A review by yoursam
Meddling Kids by Edgar Cantero

adventurous fast-paced

2.5

"It was," he said. "Kerri, all we do is try to cope."

^ the only quote that i liked enough to jot down

an unfortunate let down. the amount of potential here was off the charts but it simply didn't deliver, and cantero's writing style certainly didn't help. the introductory chapters at the start had a very "a man wrote this" vibe that was hard to ignore, but we can close an eye to that, sort of.

the real problem here is the actual writing - cantero goes for something fast and quirky that works out maybe a handful of times in the whole novel. the paragraph to "script-style" back to paragraph certainly tries to do something but falls flat constantly, because there's simply no need for it. particular dialogue tags are favored over a simple "said" often enough that you can't not notice ("polled" comes to mind, for example). but above all is the similes. it is a ever constant waterfall of it, every other sentence if not every sentence. let your story breathe, man! everything is like something else, usually something Quirky or edgy or whatever the fuck. here's one of my own, it felt like being in a car with a kid who has yet to figure out the clutch. don't even get me started on the hair thing, i wanted to kill myself.

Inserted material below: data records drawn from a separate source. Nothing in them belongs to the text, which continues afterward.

//! Change events and the publish/subscribe handles they travel through
//!
//! Events are delivered synchronously and in-process. Every operation that
//! may raise events receives an explicit `EventSink`; there is no global bus.

use refgraph_core_types::Oid;

use crate::model::{RefType, Reference, Sheet};

/// Payload of back-reference events, keyed on the reference target
#[derive(Debug, Clone, PartialEq)]
pub struct BackReferenceEvent {
    /// The target that gained or lost a back reference
    pub object: Oid,
    /// Sheet declaring the reference field on the source
    pub isheet: Sheet,
    pub reference: Reference,
}

/// A new version was added after `object`
#[derive(Debug, Clone, PartialEq)]
pub struct NewVersionEvent {
    pub object: Oid,
    pub new_version: Oid,
    pub creator: Option<Oid>,
}

/// `object` references `old_version` through `isheet.isheet_field`, and
/// `new_version` now follows it.
#[derive(Debug, Clone, PartialEq)]
pub struct ReferencedItemHasNewVersion {
    pub object: Oid,
    pub isheet: Sheet,
    pub isheet_field: &'static str,
    pub reftype: RefType,
    pub old_version: Oid,
    pub new_version: Oid,
    /// Auto-update scope; empty means unrestricted
    pub root_versions: Vec<Oid>,
    pub creator: Option<Oid>,
}

#[derive(Debug, Clone, PartialEq)]
pub enum Event {
    BackReferenceAdded(BackReferenceEvent),
    BackReferenceRemoved(BackReferenceEvent),
    ItemVersionNewVersionAdded(NewVersionEvent),
    SheetReferencedItemHasNewVersion(ReferencedItemHasNewVersion),
}

#[derive(Debug, Clone, Copy, PartialEq, Eq, Hash)]
pub enum EventKind {
    BackReferenceAdded,
    BackReferenceRemoved,
    ItemVersionNewVersionAdded,
    SheetReferencedItemHasNewVersion,
}

impl Event {
    pub fn kind(&self) -> EventKind {
        match self {
            Event::BackReferenceAdded(_) => EventKind::BackReferenceAdded,
            Event::BackReferenceRemoved(_) => EventKind::BackReferenceRemoved,
            Event::ItemVersionNewVersionAdded(_) => EventKind::ItemVersionNewVersionAdded,
            Event::SheetReferencedItemHasNewVersion(_) => {
                EventKind::SheetReferencedItemHasNewVersion
            }
        }
    }

    /// The resource the event is about
    pub fn object(&self) -> Oid {
        match self {
            Event::BackReferenceAdded(e) | Event::BackReferenceRemoved(e) => e.object,
            Event::ItemVersionNewVersionAdded(e) => e.object,
            Event::SheetReferencedItemHasNewVersion(e) => e.object,
        }
    }

    pub(crate) fn back_reference_added(reference: Reference) -> Self {
        Event::BackReferenceAdded(BackReferenceEvent {
            object: reference.target,
            isheet: reference.isheet,
            reference,
        })
    }

    pub(crate) fn back_reference_removed(reference: Reference) -> Self {
        Event::BackReferenceRemoved(BackReferenceEvent {
            object: reference.target,
            isheet: reference.isheet,
            reference,
        })
    }
}

/// Receiving end of published events
pub trait EventSink {
    fn publish(&mut self, event: &Event);
}

impl EventSink for Vec<Event> {
    fn publish(&mut self, event: &Event) {
        self.push(event.clone());
    }
}

/// Drops every event
#[derive(Debug, Default, Clone, Copy)]
pub struct NullSink;

impl EventSink for NullSink {
    fn publish(&mut self, _event: &Event) {}
}

/// Keeps every published event for later inspection
#[derive(Debug, Default, Clone)]
pub struct RecordingSink {
    events: Vec<Event>,
}

impl RecordingSink {
    pub fn new() -> Self {
        Self::default()
    }

    pub fn events(&self) -> &[Event] {
        &self.events
    }

    pub fn of_kind(&self, kind: EventKind) -> Vec<&Event> {
        self.events.iter().filter(|e| e.kind() == kind).collect()
    }

    pub fn count(&self, kind: EventKind) -> usize {
        self.events.iter().filter(|e| e.kind() == kind).count()
    }

    pub fn clear(&mut self) {
        self.events.clear();
    }
}

impl EventSink for RecordingSink {
    fn publish(&mut self, event: &Event) {
        self.events.push(event.clone());
    }
}

type Handler<'a> = Box<dyn FnMut(&Event) + 'a>;

/// Publish/subscribe handle dispatching by event kind
#[derive(Default)]
pub struct EventBus<'a> {
    subscribers: Vec<(EventKind, Handler<'a>)>,
}

impl<'a> EventBus<'a> {
    pub fn new() -> Self {
        Self {
            subscribers: Vec::new(),
        }
    }

    pub fn subscribe(&mut self, kind: EventKind, handler: impl FnMut(&Event) + 'a) {
        self.subscribers.push((kind, Box::new(handler)));
    }

    pub fn subscriber_count(&self) -> usize {
        self.subscribers.len()
    }
}

impl EventSink for EventBus<'_> {
    fn publish(&mut self, event: &Event) {
        let kind = event.kind();
        for (subscribed, handler) in self.subscribers.iter_mut() {
            if *subscribed == kind {
                handler(event);
            }
        }
    }
}

impl std::fmt::Debug for EventBus<'_> {
    fn fmt(&self, f: &mut std::fmt::Formatter<'_>) -> std::fmt::Result {
        f.debug_struct("EventBus")
            .field("subscribers", &self.subscribers.len())
            .finish()
    }
}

i didn't hate this novel but unfortunately the amount of stuff that i didn't enjoy far surpasses the things i did (namely the concept, the potential, the characters more or less).

there are missed opportunities everywhere here, mostly with nate and especially with peter and his situation (when i realized what i thought would happen didn't i sighed loud enough my mom asked me what was up lmao). there's loose ends and dropped foreshadowing, which i suppose makes it.... not... foreshadowing lmao and that's the part that infuriates me the most. i hate a book that disappoints.

nail in the coffin is 1) the
vaguely transphobic villain-coding (or is it trans-coded villain?) oh you get what i mean
at least to me. 2) i'm not native american but the whole thing with copperseed being there for exposition AND even worse that ending?? something there rubbed me the wrong way and i don't have to spell out what it was because it should be obvious. also, 3) again this might not be my place but andy's character seems to lean a bit too much into the angry, aggressive latina stereotype, especially at the beginning.

solid bones, really interesting dynamics between the gang, amazing concept and even better set up for the starting point. this story could have been great, all it needed was for someone else to be holding the pen.